[Saved entries]
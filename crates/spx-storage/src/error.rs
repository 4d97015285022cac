pub type Result<T> = std::result::Result<T, StorageError>;

#[derive(Debug, thiserror::Error)]
pub enum StorageError {
    #[error("persistent storage is not available in this context")]
    Unavailable,

    #[error("storage quota exceeded")]
    QuotaExceeded,

    #[error("database {0:?} is blocked by another open connection")]
    Blocked(String),

    #[error("object store {store:?} not found in database {database:?}")]
    MissingObjectStore { database: String, store: String },

    #[error("stored value for {key:?} is corrupt: {reason}")]
    Corrupt { key: String, reason: &'static str },

    #[error("invalid key {0:?}")]
    InvalidKey(String),

    #[error("invalid configuration: {0}")]
    InvalidConfig(&'static str),

    #[error("io error: {0}")]
    Io(#[from] std::io::Error),

    /// Failure reported by a browser storage API. Stored as a string so the error stays `Send`.
    #[error("indexeddb operation failed: {0}")]
    Js(String),
}

#[cfg(target_arch = "wasm32")]
impl StorageError {
    pub(crate) fn from_dom_exception(ex: &web_sys::DomException) -> Self {
        // https://webidl.spec.whatwg.org/#idl-DOMException-error-names
        match ex.name().as_str() {
            "QuotaExceededError" => StorageError::QuotaExceeded,
            _ => StorageError::Js(format!("{}: {}", ex.name(), ex.message())),
        }
    }
}

#[cfg(target_arch = "wasm32")]
impl From<wasm_bindgen::JsValue> for StorageError {
    fn from(value: wasm_bindgen::JsValue) -> Self {
        StorageError::Js(format!("{value:?}"))
    }
}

> _ACTIVITY_:
Which lines of the data hold the string "format"? Return each of them.

> _SOLVED EXERCISE_:
            _ => StorageError::Js(format!("{}: {}", ex.name(), ex.message())),
        StorageError::Js(format!("{value:?}"))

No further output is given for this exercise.